## What is required
Records follow. Select each line holding "None".

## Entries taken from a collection
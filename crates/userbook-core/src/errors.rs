use userbook_core_types::RequestId;
use thiserror::Error;

/// Result type alias using UserbookError
pub type Result<T> = std::result::Result<T, UserbookError>;

// ========== Error Facility ==========

/// Canonical error kind taxonomy
///
/// Every failure surfaced by the store, the repository or the CLI maps to one
/// of these kinds, and each kind has a stable code for programmatic handling
/// and test assertions.
#[derive(Debug, Clone, Copy, PartialEq, Eq)]
pub enum ExErrorKind {
    // Caller input (raised by the collaborator layer, never by the store)
    InvalidInput,

    // Lookups
    NotFound,
    /// Duplicate-key insert. Reserved: the store ignores conflicting inserts.
    AlreadyExists,

    // Schema
    /// A migration step failed or the requested transition is not allowed
    Migration,
    /// Recorded migration history disagrees with the embedded migrations
    ConstraintViolation,

    // Integration/IO
    Io,
    Persistence,
    /// The repository worker is gone or dropped the reply
    Concurrency,

    // Internal
    Internal,
}

impl ExErrorKind {
    /// Get the stable error code for this kind
    pub fn code(&self) -> &'static str {
        match self {
            ExErrorKind::InvalidInput => "ERR_INVALID_INPUT",
            ExErrorKind::NotFound => "ERR_NOT_FOUND",
            ExErrorKind::AlreadyExists => "ERR_ALREADY_EXISTS",
            ExErrorKind::Migration => "ERR_MIGRATION",
            ExErrorKind::ConstraintViolation => "ERR_CONSTRAINT_VIOLATION",
            ExErrorKind::Io => "ERR_IO",
            ExErrorKind::Persistence => "ERR_PERSISTENCE",
            ExErrorKind::Concurrency => "ERR_CONCURRENCY",
            ExErrorKind::Internal => "ERR_INTERNAL",
        }
    }
}

/// Canonical structured error type
///
/// Carries a classification (`kind`) for programmatic handling plus optional
/// context for debugging: the operation name, the user id involved and the
/// request id of the repository job that failed.
#[derive(Debug, Clone)]
pub struct ExError {
    kind: ExErrorKind,
    op: Option<String>,
    entity_id: Option<String>,
    request_id: Option<RequestId>,
    message: String,
    source: Option<Box<ExError>>,
}

impl ExError {
    /// Create a new error with the specified kind
    pub fn new(kind: ExErrorKind) -> Self {
        Self {
            kind,
            op: None,
            entity_id: None,
            request_id: None,
            message: String::new(),
            source: None,
        }
    }

    /// Add operation context
    pub fn with_op(mut self, op: impl Into<String>) -> Self {
        self.op = Some(op.into());
        self
    }

    /// Add entity ID context
    pub fn with_entity_id(mut self, id: impl ToString) -> Self {
        self.entity_id = Some(id.to_string());
        self
    }

    /// Add request ID context
    pub fn with_request_id(mut self, request_id: RequestId) -> Self {
        self.request_id = Some(request_id);
        self
    }

    /// Add custom message
    pub fn with_message(mut self, message: impl Into<String>) -> Self {
        self.message = message.into();
        self
    }

    /// Add source error
    pub fn with_source(mut self, source: ExError) -> Self {
        self.source = Some(Box::new(source));
        self
    }

    /// Get the error kind
    pub fn kind(&self) -> ExErrorKind {
        self.kind
    }

    /// Get the stable error code
    pub fn code(&self) -> &'static str {
        self.kind.code()
    }

    /// Get the operation context, if any
    pub fn op(&self) -> Option<&str> {
        self.op.as_deref()
    }

    /// Get the entity ID context, if any
    pub fn entity_id(&self) -> Option<&str> {
        self.entity_id.as_deref()
    }

    /// Get the request ID context, if any
    pub fn request_id(&self) -> Option<&RequestId> {
        self.request_id.as_ref()
    }

    /// Get the error message
    pub fn message(&self) -> &str {
        &self.message
    }

    /// Get the source error, if any
    pub fn source_error(&self) -> Option<&ExError> {
        self.source.as_deref()
    }
}

impl std::fmt::Display for ExError {
    fn fmt(&self, f: &mut std::fmt::Formatter<'_>) -> std::fmt::Result {
        write!(f, "[{}]", self.code())?;
        if let Some(op) = &self.op {
            write!(f, " in operation '{}'", op)?;
        }
        if !self.message.is_empty() {
            write!(f, ": {}", self.message)?;
        }
        if let Some(entity_id) = &self.entity_id {
            write!(f, " (user_id: {})", entity_id)?;
        }
        if let Some(source) = &self.source {
            write!(f, " <- {}", source)?;
        }
        Ok(())
    }
}

impl std::error::Error for ExError {
    fn source(&self) -> Option<&(dyn std::error::Error + 'static)> {
        self.source
            .as_deref()
            .map(|e| e as &(dyn std::error::Error + 'static))
    }
}

// ========== End Error Facility ==========

/// Domain errors for Userbook operations
#[derive(Error, Debug, Clone, PartialEq)]
pub enum UserbookError {
    // ===== Validation Errors =====
    /// A field was supplied but could not be accepted
    #[error("Invalid {field}: {reason}")]
    InvalidField { field: String, reason: String },

    /// A required field was blank or missing
    #[error("Missing required field: {field}")]
    MissingField { field: String },

    // ===== Lookup Errors =====
    /// A user-directed command targeted an id with no record
    #[error("User not found: {user_id}")]
    UserNotFound { user_id: i64 },

    // ===== Schema Errors =====
    /// No migration is registered for the requested version
    #[error("Unknown schema version: {version}")]
    UnknownSchemaVersion { version: u32 },

    /// The database was written by a newer build
    #[error("Database schema version {on_disk} is newer than supported version {supported}")]
    SchemaAhead { on_disk: u32, supported: u32 },

    /// A migration request that would skip or rewind versions
    #[error("Cannot migrate from version {from} to {to}")]
    MigrationGap { from: u32, to: u32 },
}

impl From<UserbookError> for ExError {
    fn from(err: UserbookError) -> Self {
        match err {
            UserbookError::InvalidField { field, reason } => {
                ExError::new(ExErrorKind::InvalidInput)
                    .with_op("validate")
                    .with_message(format!("Invalid {}: {}", field, reason))
            }

            UserbookError::MissingField { field } => ExError::new(ExErrorKind::InvalidInput)
                .with_op("validate")
                .with_message(format!("Missing required field: {}", field)),

            UserbookError::UserNotFound { user_id } => ExError::new(ExErrorKind::NotFound)
                .with_entity_id(user_id)
                .with_message("User not found"),

            UserbookError::UnknownSchemaVersion { version } => {
                ExError::new(ExErrorKind::Migration)
                    .with_op("migration")
                    .with_message(format!("Unknown schema version {}", version))
            }

            UserbookError::SchemaAhead { on_disk, supported } => {
                ExError::new(ExErrorKind::Migration)
                    .with_op("migration")
                    .with_message(format!(
                        "Database schema version {} is newer than supported version {}",
                        on_disk, supported
                    ))
            }

            UserbookError::MigrationGap { from, to } => ExError::new(ExErrorKind::Migration)
                .with_op("migration")
                .with_message(format!("Cannot migrate from version {} to {}", from, to)),
        }
    }
}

## Reply to the exercise
            op: None,
            entity_id: None,
            request_id: None,
            source: None,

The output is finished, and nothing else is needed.